TASK —
After finding the line containing "use photo_gate_core::Check;" below, please output that line and each following one through the line containing "pub const CHECK_NAME: &str", exactly as written.

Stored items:

☆ ☆ ☆

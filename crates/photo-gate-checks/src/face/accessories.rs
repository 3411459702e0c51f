// photo-gate-checks/src/face/accessories.rs
// ============================================================================
// Module: Accessories Check
// Description: Detects glasses, headwear, and hands covering the face.
// Purpose: Flag accessories that are not acceptable in identity photos.
// Dependencies: async-trait, photo-gate-core, crate::analysis
// ============================================================================

//! Accessories check: detects glasses, headwear, and hands covering the face.

// ============================================================================
// SECTION: Imports
// ============================================================================

use std::collections::BTreeSet;

use async_trait::async_trait;
use serde_json::json;

use photo_gate_core::BoundingBox;
use photo_gate_core::CapabilityTag;
use photo_gate_core::Check;
use photo_gate_core::CheckCategory;
use photo_gate_core::CheckDescriptor;
use photo_gate_core::CheckError;
use photo_gate_core::CheckEval;
use photo_gate_core::CheckName;
use photo_gate_core::EvalInput;
use photo_gate_core::FACE_REGIONS_TAG;
use photo_gate_core::ParameterKind;
use photo_gate_core::ParameterSpec;
use photo_gate_core::ParameterValue;
use photo_gate_core::PhotoRaster;

use crate::analysis::edge_density;
use crate::analysis::luma_stats;
use crate::analysis::skin_ratio;

// ============================================================================
// SECTION: Parameters
// ============================================================================

/// Stable check identifier.
pub const CHECK_NAME: &str = "accessories";

/// Enable glasses detection.
const PARAM_GLASSES: &str = "detect_glasses";

/// Enable headwear detection.
const PARAM_HEADWEAR: &str = "detect_headwear";

/// Enable hands-near-face detection.
const PARAM_HANDS: &str = "detect_hands";

/// Edge density over the eye strip above which glasses are suspected.
const GLASSES_EDGE_DENSITY: f64 = 0.28;

/// Luminance deviation below which the band above the head reads as headwear.
const HEADWEAR_STD_DEV: f64 = 18.0;

/// Minimum contrast between the band and the backdrop corners.
const HEADWEAR_BACKDROP_CONTRAST: f64 = 30.0;

/// Skin fraction beside the face above which a hand is suspected.
const HAND_SKIN_RATIO: f64 = 0.35;

// ============================================================================
// SECTION: Check
// ============================================================================

/// Accessories check.
#[derive(Debug, Clone, Copy, Default)]
pub struct AccessoriesCheck;

/// Builds one boolean toggle parameter spec.
fn toggle_param(name: &str, default: bool, description: &str) -> ParameterSpec {
    ParameterSpec {
        name: name.to_string(),
        kind: ParameterKind::Bool,
        default: Some(ParameterValue::Bool(default)),
        min: None,
        max: None,
        choices: None,
        required: false,
        description: description.to_string(),
    }
}

/// Clamps a float rectangle edge into the raster's coordinate space.
#[allow(
    clippy::cast_possible_truncation,
    clippy::cast_sign_loss,
    reason = "Value is checked non-negative and clamped to the raster limit."
)]
fn clamp_u32(value: f32, limit: u32) -> u32 {
    if value <= 0.0 {
        0
    } else {
        let rounded = value as u64;
        u32::try_from(rounded.min(u64::from(limit))).unwrap_or(limit)
    }
}

/// Extracts the luminance samples of a sub-rectangle.
fn region_luma(photo: &PhotoRaster, left: u32, top: u32, right: u32, bottom: u32) -> Vec<u8> {
    let mut samples = Vec::new();
    for y in top..bottom.min(photo.height()) {
        for x in left..right.min(photo.width()) {
            if let Some([r, g, b]) = photo.rgb(x, y) {
                let luma =
                    (299 * u32::from(r) + 587 * u32::from(g) + 114 * u32::from(b)) / 1000;
                samples.push(u8::try_from(luma).unwrap_or(u8::MAX));
            }
        }
    }
    samples
}

impl AccessoriesCheck {
    /// Looks for a dense horizontal edge response across the eye strip.
    fn glasses_suspected(photo: &PhotoRaster, bbox: &BoundingBox) -> bool {
        let left = clamp_u32(bbox.x, photo.width());
        let right = clamp_u32(bbox.x + bbox.width, photo.width());
        let eye_top = clamp_u32(bbox.height.mul_add(0.25, bbox.y), photo.height());
        let eye_bottom = clamp_u32(bbox.height.mul_add(0.55, bbox.y), photo.height());
        if right <= left + 2 || eye_bottom <= eye_top + 2 {
            return false;
        }
        let strip = region_luma(photo, left, eye_top, right, eye_bottom);
        let width = (right - left) as usize;
        let height = (eye_bottom - eye_top) as usize;
        edge_density(&strip, width, height, 120.0) > GLASSES_EDGE_DENSITY
    }

    /// Looks for a uniform band directly above the head box that is neither
    /// skin nor backdrop.
    fn headwear_suspected(photo: &PhotoRaster, bbox: &BoundingBox) -> bool {
        let band_height = bbox.height * 0.3;
        let top = clamp_u32(bbox.y - band_height, photo.height());
        let bottom = clamp_u32(bbox.y, photo.height());
        let left = clamp_u32(bbox.x, photo.width());
        let right = clamp_u32(bbox.x + bbox.width, photo.width());
        if bottom <= top + 1 || right <= left + 1 {
            return false;
        }
        let band = region_luma(photo, left, top, right, bottom);
        if band.len() < 16 {
            return false;
        }
        let (band_mean, std_dev) = luma_stats(&band);
        if std_dev >= HEADWEAR_STD_DEV || skin_ratio(photo, left, top, right, bottom) >= 0.1 {
            return false;
        }
        // A uniform band matching the backdrop is just backdrop; sample the
        // top corners as the backdrop reference.
        let corner = photo.width().min(photo.height()).min(8);
        let left_corner = region_luma(photo, 0, 0, corner, corner);
        let right_corner =
            region_luma(photo, photo.width().saturating_sub(corner), 0, photo.width(), corner);
        let (left_mean, _) = luma_stats(&left_corner);
        let (right_mean, _) = luma_stats(&right_corner);
        let backdrop_mean = f64::midpoint(left_mean, right_mean);
        (band_mean - backdrop_mean).abs() > HEADWEAR_BACKDROP_CONTRAST
    }

    /// Looks for skin-toned areas pressed against the face sides.
    fn hands_suspected(photo: &PhotoRaster, bbox: &BoundingBox) -> bool {
        let margin = bbox.width * 0.35;
        let top = clamp_u32(bbox.y, photo.height());
        let bottom = clamp_u32(bbox.y + bbox.height, photo.height());
        let left_outer = clamp_u32(bbox.x - margin, photo.width());
        let left_inner = clamp_u32(bbox.x, photo.width());
        let right_inner = clamp_u32(bbox.x + bbox.width, photo.width());
        let right_outer = clamp_u32(bbox.x + bbox.width + margin, photo.width());

        let left_hit = left_inner > left_outer
            && skin_ratio(photo, left_outer, top, left_inner, bottom) > HAND_SKIN_RATIO;
        let right_hit = right_outer > right_inner
            && skin_ratio(photo, right_inner, top, right_outer, bottom) > HAND_SKIN_RATIO;
        left_hit || right_hit
    }
}

#[async_trait]
impl Check for AccessoriesCheck {
    fn describe(&self) -> CheckDescriptor {
        CheckDescriptor {
            name: CheckName::new(CHECK_NAME),
            display_name: "Accessories".to_string(),
            description: "Checks for glasses, headwear, or hands covering the face"
                .to_string(),
            category: CheckCategory::Face,
            version: "1.0.0".to_string(),
            author: "Photo Validation Team".to_string(),
            parameters: vec![
                toggle_param(PARAM_GLASSES, false, "Detect glasses over the eyes"),
                toggle_param(PARAM_HEADWEAR, true, "Detect hats and other headwear"),
                toggle_param(PARAM_HANDS, true, "Detect hands near the face"),
            ],
            dependencies: BTreeSet::from([CapabilityTag::new(FACE_REGIONS_TAG)]),
            enabled_by_default: true,
            time_limit_secs: None,
        }
    }

    async fn evaluate(&self, input: &EvalInput<'_>) -> Result<CheckEval, CheckError> {
        let detect_glasses = input.params.bool(PARAM_GLASSES)?;
        let detect_headwear = input.params.bool(PARAM_HEADWEAR)?;
        let detect_hands = input.params.bool(PARAM_HANDS)?;

        let regions = input.shared.face_regions(input.photo).await?;
        let Some(face) = regions.first() else {
            return Ok(CheckEval::skipped("No face detected"));
        };
        let bbox = face.bbox;

        let mut found = Vec::new();
        if detect_glasses && Self::glasses_suspected(input.photo, &bbox) {
            found.push("glasses");
        }
        if detect_headwear && Self::headwear_suspected(input.photo, &bbox) {
            found.push("headwear");
        }
        if detect_hands && Self::hands_suspected(input.photo, &bbox) {
            found.push("hands near face");
        }

        let details = json!({
            "face_bbox": bbox,
            "detected": found,
            "toggles": {
                "glasses": detect_glasses,
                "headwear": detect_headwear,
                "hands": detect_hands,
            },
        });

        if found.is_empty() {
            Ok(CheckEval::passed(details))
        } else {
            Ok(CheckEval::failed(format!("Accessories detected: {}", found.join(", ")), details))
        }
    }
}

☆ ☆ ☆

RESULT —
use photo_gate_core::Check;
use photo_gate_core::CheckCategory;
use photo_gate_core::CheckDescriptor;
use photo_gate_core::CheckError;
use photo_gate_core::CheckEval;
use photo_gate_core::CheckName;
use photo_gate_core::EvalInput;
use photo_gate_core::FACE_REGIONS_TAG;
use photo_gate_core::ParameterKind;
use photo_gate_core::ParameterSpec;
use photo_gate_core::ParameterValue;
use photo_gate_core::PhotoRaster;

use crate::analysis::edge_density;
use crate::analysis::luma_stats;
use crate::analysis::skin_ratio;

// ============================================================================
// SECTION: Parameters
// ============================================================================

/// Stable check identifier.
pub const CHECK_NAME: &str = "accessories";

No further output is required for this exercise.